Trust me, there is nothing more frustrating than being hundreds of yards from the nearest built road, and having a skid steer belly deep...they are nearly impossible to retrieve without major effort. I have buried three larger skid steers, they have no attachment points for pulling! 

The only thing that causes a tracked unit to suck is worn out tracks that have no bite left...but that's no different than a tired-version with bald tires.


----------



## Rudolf73 (Apr 9, 2013)

steved said:


> I've used skid steers in everything from swampy off-road stuff to plowing feet of snow...in my opinion, tires suck on everything but dry hard packed dirt and pavement. After you run a tracked skid steer for any length of time, you won't want to ever run a tired-version unless you have no other choice. Places where the tired-version will ball the tires up with mud or sink past the belly plate, I've ran around with tracked-versions without issues. Tracks provide more surface area for both flotation and traction, I have never had a situation were I said "boy I wish this thing had tires".
> 
> Trust me, there is nothing more frustrating than being hundreds of yards from the nearest built road, and having a skid steer belly deep...they are nearly impossible to retrieve without major effort. I have buried three larger skid steers, they have no attachment points for pulling!
> 
> The only thing that causes a tracked unit to suck is worn out tracks that have no bite left...but that's no different than a tired-version with bald tires.



Well said Sir


----------



## flyboy553 (Apr 9, 2013)

steved said:


> I've used skid steers in everything from swampy off-road stuff to plowing feet of snow...in my opinion, tires suck on everything but dry hard packed dirt and pavement. After you run a tracked skid steer for any length of time, you won't want to ever run a tired-version unless you have no other choice. Places where the tired-version will ball the tires up with mud or sink past the belly plate, I've ran around with tracked-versions without issues. Tracks provide more surface area for both flotation and traction, I have never had a situation were I said "boy I wish this thing had tires".
> 
> Trust me, there is nothing more frustrating than being hundreds of yards from the nearest built road, and having a skid steer belly deep...they are nearly impossible to retrieve without major effort. I have buried three larger skid steers, they have no attachment points for pulling!
> 
> The only thing that causes a tracked unit to suck is worn out tracks that have no bite left...but that's no different than a tired-version with bald tires.

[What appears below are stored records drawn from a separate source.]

//! Busiest and quietest 2-hour windows of a day.
//!
//! Hourly counts are kept for hours 6..=19; a window pairs hour `h` with
//! `h + 1`, so windows start at 6..=18. Missing hours count as zero. Ties go
//! to the earliest window for both the peak and the trough.

use crate::models::daily::{DailyQueueRecord, HourWindow};
use crate::models::hourly::HourlyCount;
use crate::ui::messages::warning;
use chrono::NaiveDate;
use std::collections::BTreeMap;
use std::fmt;

pub const FIRST_HOUR: u32 = 6;
pub const LAST_HOUR: u32 = 19;

/// Hour of day → calls.
pub type HourMap = BTreeMap<u32, i64>;

#[derive(Debug, Clone, PartialEq, Eq)]
pub struct PeakTrough {
    pub peak: HourWindow,
    pub trough: HourWindow,
}

impl PeakTrough {
    pub fn none() -> Self {
        Self {
            peak: HourWindow::none(),
            trough: HourWindow::none(),
        }
    }
}

/// The hourly breakdown of a day does not add up to its recorded total.
#[derive(Debug, Clone, PartialEq, Eq)]
pub struct DataInconsistency {
    pub date: NaiveDate,
    pub hourly_sum: i64,
    pub daily_total: i64,
}

impl fmt::Display for DataInconsistency {
    fn fmt(&self, f: &mut fmt::Formatter<'_>) -> fmt::Result {
        write!(
            f,
            "{}: hourly sum {} != total calls {}",
            self.date, self.hourly_sum, self.daily_total
        )
    }
}

/// Peak and trough over the standard 06h..19h range.
pub fn analyze(hourly: &HourMap) -> PeakTrough {
    analyze_range(hourly, FIRST_HOUR, LAST_HOUR)
}

/// Peak and trough over windows starting at `first..last` (the window at
/// `last - 1` still reads `last`).
pub fn analyze_range(hourly: &HourMap, first: u32, last: u32) -> PeakTrough {
    if hourly.is_empty() || first >= last {
        return PeakTrough::none();
    }

    let count = |h: u32| hourly.get(&h).copied().unwrap_or(0);
    let windows: Vec<(u32, i64)> = (first..last).map(|h| (h, count(h) + count(h + 1))).collect();

    let mut peak = windows[0];
    let mut trough = windows[0];
    for &(h, c) in &windows[1..] {
        if c > peak.1 {
            peak = (h, c);
        }
        if c < trough.1 {
            trough = (h, c);
        }
    }

    PeakTrough {
        peak: HourWindow::starting_at(peak.0, peak.1),
        trough: HourWindow::starting_at(trough.0, trough.1),
    }
}

/// Compare the hourly sum of a day against its total calls.
pub fn check_consistency(date: NaiveDate, hourly: &HourMap, daily_total: i64) -> Option<DataInconsistency> {
    let hourly_sum: i64 = hourly.values().sum();
    (hourly_sum != daily_total).then_some(DataInconsistency {
        date,
        hourly_sum,
        daily_total,
    })
}

/// Group hourly rows by day, dropping hours outside 6..=19.
pub fn group_by_date(rows: &[HourlyCount]) -> BTreeMap<NaiveDate, HourMap> {
    let mut out: BTreeMap<NaiveDate, HourMap> = BTreeMap::new();
    for r in rows.iter().filter(|r| (FIRST_HOUR..=LAST_HOUR).contains(&r.hour)) {
        *out.entry(r.date).or_default().entry(r.hour).or_insert(0) += r.count;
    }
    out
}

/// Attach peak/trough windows to every record and report the days whose
/// hourly breakdown disagrees with the daily total. Mismatches are warned
/// about and returned; they never stop the report.
pub fn enrich(records: &mut [DailyQueueRecord], hourly: &[HourlyCount]) -> Vec<DataInconsistency> {
    let by_date = group_by_date(hourly);
    let mut issues = Vec::new();

    for (date, hours) in &by_date {
        let Some(rec) = records.iter().find(|r| r.date == *date) else {
            continue;
        };
        if let Some(issue) = check_consistency(*date, hours, rec.total) {
            warning(format!("Data inconsistency on {issue}"));
            issues.push(issue);
        }
    }

    for rec in records.iter_mut() {
        let pt = by_date.get(&rec.date).map(analyze).unwrap_or_else(PeakTrough::none);
        rec.set_windows(pt.peak, pt.trough);
    }

    issues
}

Like I said before, all of ours at work have tracks in the summer. However, tracks come off in the winter due to snow removal. Plowing snow just doesnt work as well with tracks on.
For my personal skidsteers, there is absolutely no reason for me to be out in the mud in the w oods. No reason at all. Even in clay ground when it is not muddy, tires are fine. Afterall, your only working wood, not digging a basement.

Ted


----------



## steved (Apr 9, 2013)

flyboy553 said:


> Like I said before, all of ours at work have tracks in the summer. However, tracks come off in the winter due to snow removal. Plowing snow just doesnt work as well with tracks on.
> For my personal skidsteers, there is absolutely no reason for me to be out in the mud in the w oods. No reason at all. Even in clay ground when it is not muddy, tires are fine. Afterall, your only working wood, not digging a basement.
> 
> Ted





Keep in mind I'm talking about the difference between a true tracked skid steer and a rubber-tired one...not one with the metal tracks that go onto the tires. I could see where those would be slippery...sort of like a dozer on frozen ground...which will give you the pucker factor if there are any slopes. 

And not everyone has the option to gather wood on the nicest days...we try, but nature isn't always accommodating.


----------



## flyboy553 (Apr 9, 2013)

steved said:


> Keep in mind I'm talking about the difference between a true tracked skid steer and a rubber-tired one...not one with the metal tracks that go onto the tires. I could see where those would be slippery..*.sort of like a dozer on frozen ground...which will give you the pucker factor if there are any slopes.
> *
> And not everyone has the option to gather wood on the nicest days...we try, but nature isn't always accommodating.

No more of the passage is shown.